----- Data records -----

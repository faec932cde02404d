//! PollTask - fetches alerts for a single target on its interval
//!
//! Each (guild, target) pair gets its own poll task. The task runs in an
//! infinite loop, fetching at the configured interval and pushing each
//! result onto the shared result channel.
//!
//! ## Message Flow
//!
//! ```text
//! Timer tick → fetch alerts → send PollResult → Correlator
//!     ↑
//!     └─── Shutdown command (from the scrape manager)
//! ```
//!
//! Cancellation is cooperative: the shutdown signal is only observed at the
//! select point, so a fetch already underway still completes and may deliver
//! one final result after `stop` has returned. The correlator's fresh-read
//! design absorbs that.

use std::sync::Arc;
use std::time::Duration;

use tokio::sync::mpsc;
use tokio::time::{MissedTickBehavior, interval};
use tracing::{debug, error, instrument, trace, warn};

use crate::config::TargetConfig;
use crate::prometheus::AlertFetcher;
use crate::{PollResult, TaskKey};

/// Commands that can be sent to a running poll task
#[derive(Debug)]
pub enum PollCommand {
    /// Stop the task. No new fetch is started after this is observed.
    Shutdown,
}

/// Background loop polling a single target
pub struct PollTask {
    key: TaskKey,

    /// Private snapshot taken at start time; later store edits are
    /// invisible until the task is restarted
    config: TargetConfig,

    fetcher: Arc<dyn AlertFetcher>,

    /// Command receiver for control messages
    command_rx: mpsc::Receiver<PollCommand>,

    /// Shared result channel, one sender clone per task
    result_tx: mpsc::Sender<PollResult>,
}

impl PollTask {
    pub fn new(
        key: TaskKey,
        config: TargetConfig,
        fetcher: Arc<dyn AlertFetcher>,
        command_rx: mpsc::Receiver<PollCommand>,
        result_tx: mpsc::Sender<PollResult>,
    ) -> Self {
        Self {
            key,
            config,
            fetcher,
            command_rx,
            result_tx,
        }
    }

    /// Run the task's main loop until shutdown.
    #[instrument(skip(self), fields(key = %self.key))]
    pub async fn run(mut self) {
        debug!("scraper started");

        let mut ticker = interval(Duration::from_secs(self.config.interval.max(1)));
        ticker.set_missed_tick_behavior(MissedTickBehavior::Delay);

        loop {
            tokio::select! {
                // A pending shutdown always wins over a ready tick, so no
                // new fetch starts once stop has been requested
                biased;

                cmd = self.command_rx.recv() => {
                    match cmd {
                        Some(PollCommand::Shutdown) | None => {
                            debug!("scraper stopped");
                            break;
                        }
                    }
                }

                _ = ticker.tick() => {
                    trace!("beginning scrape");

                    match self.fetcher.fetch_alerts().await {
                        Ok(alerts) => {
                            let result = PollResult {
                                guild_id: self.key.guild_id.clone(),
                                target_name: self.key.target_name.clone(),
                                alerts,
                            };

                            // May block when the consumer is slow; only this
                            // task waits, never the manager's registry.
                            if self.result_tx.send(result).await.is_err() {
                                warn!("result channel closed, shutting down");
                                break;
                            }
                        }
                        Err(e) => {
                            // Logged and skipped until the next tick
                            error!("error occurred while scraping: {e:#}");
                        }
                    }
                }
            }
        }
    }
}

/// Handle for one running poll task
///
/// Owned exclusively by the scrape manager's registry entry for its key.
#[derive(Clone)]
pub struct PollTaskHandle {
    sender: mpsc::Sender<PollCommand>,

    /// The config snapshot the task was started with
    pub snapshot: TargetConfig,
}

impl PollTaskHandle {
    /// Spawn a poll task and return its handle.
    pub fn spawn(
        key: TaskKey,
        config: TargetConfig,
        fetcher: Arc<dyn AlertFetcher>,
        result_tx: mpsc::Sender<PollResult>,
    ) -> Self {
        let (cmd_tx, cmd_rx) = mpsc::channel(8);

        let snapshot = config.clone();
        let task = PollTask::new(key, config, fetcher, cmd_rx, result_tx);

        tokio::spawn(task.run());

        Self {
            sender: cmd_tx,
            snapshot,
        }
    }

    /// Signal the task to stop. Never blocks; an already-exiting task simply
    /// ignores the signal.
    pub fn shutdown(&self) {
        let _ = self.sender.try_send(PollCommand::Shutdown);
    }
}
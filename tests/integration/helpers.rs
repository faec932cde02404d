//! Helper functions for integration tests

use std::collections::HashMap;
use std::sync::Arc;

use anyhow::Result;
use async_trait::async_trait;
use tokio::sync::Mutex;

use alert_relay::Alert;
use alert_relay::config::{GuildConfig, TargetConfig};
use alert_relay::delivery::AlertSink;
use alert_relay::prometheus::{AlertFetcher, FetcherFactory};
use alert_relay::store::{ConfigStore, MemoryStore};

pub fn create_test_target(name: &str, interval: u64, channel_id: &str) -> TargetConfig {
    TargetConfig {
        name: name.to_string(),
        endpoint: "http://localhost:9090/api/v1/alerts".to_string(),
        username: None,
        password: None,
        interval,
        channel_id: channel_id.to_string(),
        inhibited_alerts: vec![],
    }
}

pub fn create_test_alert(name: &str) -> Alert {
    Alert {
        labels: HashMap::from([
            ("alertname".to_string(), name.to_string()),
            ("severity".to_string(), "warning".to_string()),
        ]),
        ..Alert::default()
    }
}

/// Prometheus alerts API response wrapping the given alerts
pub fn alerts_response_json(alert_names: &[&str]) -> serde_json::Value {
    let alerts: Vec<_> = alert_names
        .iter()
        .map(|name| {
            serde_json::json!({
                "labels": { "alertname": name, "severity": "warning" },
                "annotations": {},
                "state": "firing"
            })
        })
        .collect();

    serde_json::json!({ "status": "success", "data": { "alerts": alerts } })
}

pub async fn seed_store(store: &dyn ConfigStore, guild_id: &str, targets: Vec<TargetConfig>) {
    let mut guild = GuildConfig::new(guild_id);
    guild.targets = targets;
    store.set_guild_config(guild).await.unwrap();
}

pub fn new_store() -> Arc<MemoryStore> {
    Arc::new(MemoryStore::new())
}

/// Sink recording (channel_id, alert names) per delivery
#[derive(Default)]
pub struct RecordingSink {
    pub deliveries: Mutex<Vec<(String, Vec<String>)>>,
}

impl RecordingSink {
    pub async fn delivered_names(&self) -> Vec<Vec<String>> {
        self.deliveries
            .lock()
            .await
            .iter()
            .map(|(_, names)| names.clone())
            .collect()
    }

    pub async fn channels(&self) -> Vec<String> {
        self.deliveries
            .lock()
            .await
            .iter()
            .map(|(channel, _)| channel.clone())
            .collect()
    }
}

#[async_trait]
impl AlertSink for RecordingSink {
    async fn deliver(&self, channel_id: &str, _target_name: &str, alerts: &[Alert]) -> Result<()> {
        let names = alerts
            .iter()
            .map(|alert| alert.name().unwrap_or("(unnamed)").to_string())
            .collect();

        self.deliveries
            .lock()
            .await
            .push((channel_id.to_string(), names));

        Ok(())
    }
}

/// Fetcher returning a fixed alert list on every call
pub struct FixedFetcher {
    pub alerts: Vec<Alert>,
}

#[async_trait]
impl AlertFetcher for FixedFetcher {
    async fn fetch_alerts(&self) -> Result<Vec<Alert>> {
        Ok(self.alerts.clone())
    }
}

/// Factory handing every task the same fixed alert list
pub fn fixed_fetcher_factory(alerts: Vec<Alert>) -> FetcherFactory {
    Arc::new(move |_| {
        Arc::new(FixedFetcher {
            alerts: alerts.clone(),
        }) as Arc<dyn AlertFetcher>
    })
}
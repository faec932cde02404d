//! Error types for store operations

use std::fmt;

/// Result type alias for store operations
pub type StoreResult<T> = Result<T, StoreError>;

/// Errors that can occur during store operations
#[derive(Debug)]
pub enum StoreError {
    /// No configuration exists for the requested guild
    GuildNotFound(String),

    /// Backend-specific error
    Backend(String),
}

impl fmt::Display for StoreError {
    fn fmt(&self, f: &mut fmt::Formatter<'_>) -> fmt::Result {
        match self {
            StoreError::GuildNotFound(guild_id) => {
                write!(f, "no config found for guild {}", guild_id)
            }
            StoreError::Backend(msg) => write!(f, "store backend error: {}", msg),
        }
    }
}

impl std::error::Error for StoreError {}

-----

▶ **Task instructions**
All lines above containing the string "tests" are to be collected.

▶ **Answer**
filename tests/integration/helpers.rs
//! Helper functions for integration tests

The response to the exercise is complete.